**EXERCISE REQUIREMENTS:** List every line in this data where the string "could" occurs.

**RECORDS SUPPLIED:**
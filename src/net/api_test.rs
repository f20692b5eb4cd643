use super::*;

#[test]
fn bearer_header_formats_token() {
    assert_eq!(bearer_header("abc.def"), "Bearer abc.def");
}

#[test]
fn login_body_carries_id_token() {
    assert_eq!(login_body("t-1"), serde_json::json!({ "idToken": "t-1" }));
}

#[test]
fn failure_messages_format_status() {
    assert_eq!(login_failed_message(401), "login request failed: 401");
    assert_eq!(logout_failed_message(503), "logout request failed: 503");
}

#[test]
fn falsy_payloads_decode_to_none() {
    for value in [
        serde_json::Value::Null,
        serde_json::json!(false),
        serde_json::json!(0),
        serde_json::json!(""),
    ] {
        assert_eq!(parse_login_payload(value).unwrap(), None);
    }
}

#[test]
fn truthy_profile_payload_decodes() {
    let profile = parse_login_payload(serde_json::json!({ "displayName": "Ada", "role": "ADMIN" }))
        .unwrap()
        .expect("profile");
    assert_eq!(profile.display_name.as_deref(), Some("Ada"));
}

#[test]
fn empty_object_payload_decodes_to_empty_profile() {
    let profile = parse_login_payload(serde_json::json!({})).unwrap().expect("profile");
    assert!(profile.is_empty());
}

#[test]
fn non_object_truthy_payload_is_a_decode_error() {
    let err = parse_login_payload(serde_json::json!("ok")).unwrap_err();
    assert!(matches!(err, AuthError::BackendLogin(_)));
}

#[test]
fn array_payload_is_not_decoded_as_profile() {
    for body in [serde_json::json!([]), serde_json::json!(["Ada"]), serde_json::json!(["Ada", "ada@example.com"])] {
        let err = parse_login_payload(body).unwrap_err();
        assert!(matches!(err, AuthError::BackendLogin(_)));
    }
}

#[test]
fn numeric_truthy_payload_is_a_decode_error() {
    assert!(parse_login_payload(serde_json::json!(1)).is_err());
    assert!(parse_login_payload(serde_json::json!(true)).is_err());
}

#[cfg(not(feature = "hydrate"))]
#[test]
fn native_backend_login_is_unavailable() {
    let backend = HttpBackend::new(&AuthConfig::default());
    let err = futures::executor::block_on(backend.login("t")).unwrap_err();
    assert_eq!(err, AuthError::BackendLogin("not available on server".to_owned()));
}
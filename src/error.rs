//! Error taxonomy for the auth synchronization core.
//!
//! ERROR HANDLING
//! ==============
//! None of these errors reach the UI. Mint, login, and token-store failures
//! collapse the session to unauthenticated; sign-out and backend logout
//! failures are logged and swallowed after local state is already cleared.

/// Failure raised by one of the auth collaborators.
#[derive(Debug, Clone, PartialEq, Eq, thiserror::Error)]
pub enum AuthError {
    /// The federated identity could not mint a bearer token.
    #[error("token mint failed: {0}")]
    Mint(String),
    /// The backend login request failed at the transport, status, or decode level.
    #[error("backend login failed: {0}")]
    BackendLogin(String),
    /// The backend answered the login with a falsy or empty profile.
    #[error("backend returned empty profile")]
    EmptyProfile,
    /// The backend logout request failed.
    #[error("backend logout failed: {0}")]
    BackendLogout(String),
    /// The identity provider failed to sign out.
    #[error("identity sign-out failed: {0}")]
    SignOut(String),
    /// The token could not be written to the token store.
    #[error("token store write failed: {0}")]
    Storage(String),
    /// The browser identity bridge is missing or malformed.
    #[error("identity bridge unavailable: {0}")]
    Bridge(String),
}

/// Best-effort human-readable message for a thrown JS value.
#[cfg(feature = "hydrate")]
pub(crate) fn js_error_message(value: &wasm_bindgen::JsValue) -> String {
    if let Some(text) = value.as_string() {
        return text;
    }
    js_sys::Reflect::get(value, &wasm_bindgen::JsValue::from_str("message"))
        .ok()
        .and_then(|message| message.as_string())
        .unwrap_or_else(|| format!("{value:?}"))
}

**WRITTEN ANSWER:**
    /// The federated identity could not mint a bearer token.
    /// The token could not be written to the token store.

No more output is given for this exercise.